In terms of insolvency measures there have been no specific measures as yet, although it is understood that the government is considering specific measures. It is also clear that a chaotic insolvency pandemic after the public health pandemic is not desirable, but the true impact will not be known until such time as restrictions are lifted and some of the economic supports are withdrawn.

The risks to the economic outlook are heightened further due to the uncertainty from external factors such as a hard Brexit, as well possible changes in internal taxation and trade.2


Corporate restructuring and insolvency processes in Ireland are governed by a blend of statute, law and common law, the most important statute being the Companies Act 2014 (the Companies Act).

Notwithstanding that there have been no new insolvency specific measures introduced in response to covid-19, Ireland has two highly effective forms of scheme of arrangement under the Companies Act: the examinership scheme and the Companies Act scheme.

i The examinership scheme

Examinership legislation was enacted in 1990 and is modelled in large part on US Chapter 11 proceedings. As such, it provides companies (large or small) that are temporarily unable to pay debts as they fall due the opportunity to explore options to ensure their survival.

On filing a court petition, the company is protected from its creditors by an automatic moratorium for a period of up to 100 days.

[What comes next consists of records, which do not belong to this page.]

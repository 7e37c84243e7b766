// src/bin/make_results.rs
//
// Results processing CLI.
//
// Subcommands:
// - process <RUN_PATH>: collect run files, drop incomplete draw/seed pairs,
//   sum over seeds and write one long table per measure
// - columns <MEASURE>: list the wide column names a measure produces
//
// Usage:
//   cargo run -p strata --bin make_results -- process runs/2022_10_14/
//   cargo run -p strata --bin make_results -- process output.msgpack --single-run
//   cargo run -p strata --bin make_results -- columns deaths
//
// Logging is controlled by STRATA_LOG (default: info).

use std::path::PathBuf;
use std::time::Instant;

use anyhow::{Context, Result};
use clap::{ArgAction, Parser, Subcommand, ValueEnum};
use tracing_subscriber::EnvFilter;

use strata::pipeline::{process_results, OutputFormat, ProcessOptions};
use strata::{ColumnSchema, ResultsConfig};

#[derive(Copy, Clone, Debug, ValueEnum)]
enum FormatArg {
    Json,
    Msgpack,
    Both,
}

impl From<FormatArg> for OutputFormat {
    fn from(f: FormatArg) -> Self {
        match f {
            FormatArg::Json => OutputFormat::Json,
            FormatArg::Msgpack => OutputFormat::MessagePack,
            FormatArg::Both => OutputFormat::Both,
        }
    }
}

#[derive(Debug, Parser)]
#[command(
    name = "make_results",
    about = "Aggregate stratified simulation outputs into long result tables",
    version
)]
struct Args {
    /// Results config YAML (defaults to the built-in study tables).
    #[arg(long, global = true)]
    config: Option<PathBuf>,

    /// Verbosity: -v, -vv (overridden by STRATA_LOG)
    #[arg(short, long, action = ArgAction::Count, global = true)]
    verbose: u8,

    #[command(subcommand)]
    command: Command,
}

#[derive(Debug, Subcommand)]
enum Command {
    /// Process a run file or a directory of run files.
    Process {
        run_path: PathBuf,

        /// Input is a single non-parallel run (draw 0, seed 0, baseline).
        #[arg(long)]
        single_run: bool,

        /// Keep one row per random seed instead of summing over seeds.
        #[arg(long)]
        disaggregate_seeds: bool,

        /// Output directory (default: <RUN_PATH dir>/results).
        #[arg(long)]
        output_dir: Option<PathBuf>,

        #[arg(long, value_enum, default_value = "json")]
        format: FormatArg,
    },
    /// Print every column a measure produces, in schema order.
    Columns { measure: String },
}

fn init_logging(verbose: u8) {
    let default = match verbose {
        0 => "info",
        1 => "debug",
        _ => "trace",
    };
    let filter =
        EnvFilter::try_from_env("STRATA_LOG").unwrap_or_else(|_| EnvFilter::new(default));
    tracing_subscriber::fmt()
        .with_env_filter(filter)
        .with_writer(std::io::stderr)
        .init();
}

fn load_config(path: Option<&PathBuf>) -> Result<ResultsConfig> {
    let config = match path {
        Some(p) => ResultsConfig::from_yaml_file(p)
            .with_context(|| format!("loading results config {}", p.display()))?,
        None => ResultsConfig::default(),
    };
    config
        .with_env_overrides()
        .context("applying STRATA_* environment overrides")
}

fn main() -> Result<()> {
    let args = Args::parse();
    init_logging(args.verbose);
    let config = load_config(args.config.as_ref())?;

    match args.command {
        Command::Process {
            run_path,
            single_run,
            disaggregate_seeds,
            output_dir,
            format,
        } => {
            let output_dir = output_dir.unwrap_or_else(|| {
                let base = if run_path.is_dir() {
                    run_path.clone()
                } else {
                    run_path
                        .parent()
                        .map(PathBuf::from)
                        .unwrap_or_else(|| PathBuf::from("."))
                };
                base.join("results")
            });
            let options = ProcessOptions {
                single_run,
                disaggregate_seeds,
                exclude: Some(output_dir.clone()),
            };

            let started = Instant::now();
            let (data, summary) = process_results(&run_path, &config, &options)
                .with_context(|| format!("processing {}", run_path.display()))?;
            let manifest = data
                .dump(&output_dir, format.into())
                .with_context(|| format!("writing results to {}", output_dir.display()))?;

            println!(
                "make_results | files={} loaded={} skipped={} kept={} groups={} tables={} rows={} | {:.2}s",
                summary.files,
                summary.loaded,
                summary.skipped.len(),
                summary.kept,
                summary.groups,
                manifest.tables.len(),
                data.total_rows(),
                started.elapsed().as_secs_f64()
            );
            for skipped in &summary.skipped {
                eprintln!("  skipped {}: {}", skipped.path.display(), skipped.reason);
            }
            if !summary.excluded_columns.is_empty() {
                eprintln!(
                    "  {} non-count columns were excluded from seed aggregation",
                    summary.excluded_columns.len()
                );
            }
            println!("Wrote {}", output_dir.display());
        }
        Command::Columns { measure } => {
            let schema = ColumnSchema::new(&config).context("building column schema")?;
            for column in schema
                .columns_for_name(&measure)
                .with_context(|| format!("listing columns of '{measure}'"))?
            {
                println!("{column}");
            }
        }
    }
    Ok(())
}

An independent officer called the examiner is appointed and charged with examining the state of the company's affairs with a view to compiling a restructuring plan for the company's future viability (the examinership scheme).

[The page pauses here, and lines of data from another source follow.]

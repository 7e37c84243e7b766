// src/collect/filter.rs
//
// Completion filter: keep a (draw, seed) pair only if it finished in every
// declared scenario.

use std::collections::{BTreeSet, HashMap};

use tracing::info;

use super::{Keyspace, RunRecord};

/// Drop records whose (draw, seed) did not complete in every scenario of the
/// keyspace. Records outside the keyspace are dropped too. Output is grouped
/// by draw in keyspace order; input order is kept within a draw.
pub fn filter_complete(records: Vec<RunRecord>, keyspace: &Keyspace) -> Vec<RunRecord> {
    let mut completed: HashMap<(u64, &str), BTreeSet<u64>> = HashMap::new();
    for r in &records {
        completed
            .entry((r.identity.input_draw, r.identity.scenario.as_str()))
            .or_default()
            .insert(r.identity.random_seed);
    }

    let mut survivors: HashMap<u64, BTreeSet<u64>> = HashMap::new();
    for &draw in &keyspace.input_draw {
        let mut seeds: BTreeSet<u64> = keyspace.random_seed.iter().copied().collect();
        for scenario in &keyspace.scenario {
            let done = completed.get(&(draw, scenario.as_str()));
            seeds.retain(|s| done.is_some_and(|d| d.contains(s)));
        }
        survivors.insert(draw, seeds);
    }

    let before = records.len();
    let mut by_draw: HashMap<u64, Vec<RunRecord>> = HashMap::new();
    for r in records {
        let keep = survivors
            .get(&r.identity.input_draw)
            .is_some_and(|seeds| seeds.contains(&r.identity.random_seed))
            && keyspace.scenario.contains(&r.identity.scenario);
        if keep {
            by_draw.entry(r.identity.input_draw).or_default().push(r);
        }
    }

    let mut out = Vec::with_capacity(before);
    for draw in &keyspace.input_draw {
        if let Some(rs) = by_draw.remove(draw) {
            out.extend(rs);
        }
    }

    info!(
        kept = out.len(),
        dropped = before - out.len(),
        "filtered incomplete draw/seed combinations"
    );
    out
}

The court may appoint an examiner to a related company if it would 'facilitate the survival of the company, or of the related company, or both'.3 There are a number of provisos around this section but the definition of 'related company' is extensive.

There is a strong focus on saving jobs, and the court requires an independent expert's report to the effect that there is a reasonable prospect of survival of the company (or a part of the company) as a going concern.

The directors of the company will generally remain in control of and responsible for the day-to-day running of the business.

An examinership scheme is often achieved through new investment in the company, a write down of debt, forced surrender or termination of property leases or reformulated debt repayments. There are very few, if any, restrictions on the nature of the proposals that the examiner may formulate to achieve this.

Many well-known retailers4 have used examinership to disclaim or repudiate onerous leases. The residual lease obligations can then be crammed down as part of the examinership scheme. Landlords facing disclaimer or repudiation may negotiate reduced lease obligations or dispute the terms on offer.

Once the examiner has formulated a scheme, the creditors are invited to consider it. Creditors with similar economic and legal interests will be classed together for these meetings.

Voting to accept the scheme is by majority in number representing a majority in value of the claims represented at each class meeting. This is a significantly lower threshold than is required for comparable schemes in other jurisdictions.

It is a statutory requirement that at least one class of impaired creditors has accepted the scheme proposals before the court can confirm it. The court will also consider whether the scheme proposals are fair and equitable to the creditors. Once approved by the court the scheme will take effect.

The examinership scheme is enforceable throughout the EU by virtue of being scheduled in the European Insolvency Regulation (EIR)5 and EIR Recast.6

Eircom Limited7 is a good example of the effective use of examinership in a cross-border restructuring of large financial obligations. The Eircom group of companies owed €4.08 billion to financial creditors. Of that amount, €2.659 billion was fully secured first lien debt. The second lien debt amounted to €350 million. This was also secured but subordinated to the first lien debt. A further €350 million was owed to holders of floating rate notes secured on shares in ERC Ireland Holdings Limited. A further €699 million was owed to holders of payment in kind notes. In addition, there were significant trade and other debts.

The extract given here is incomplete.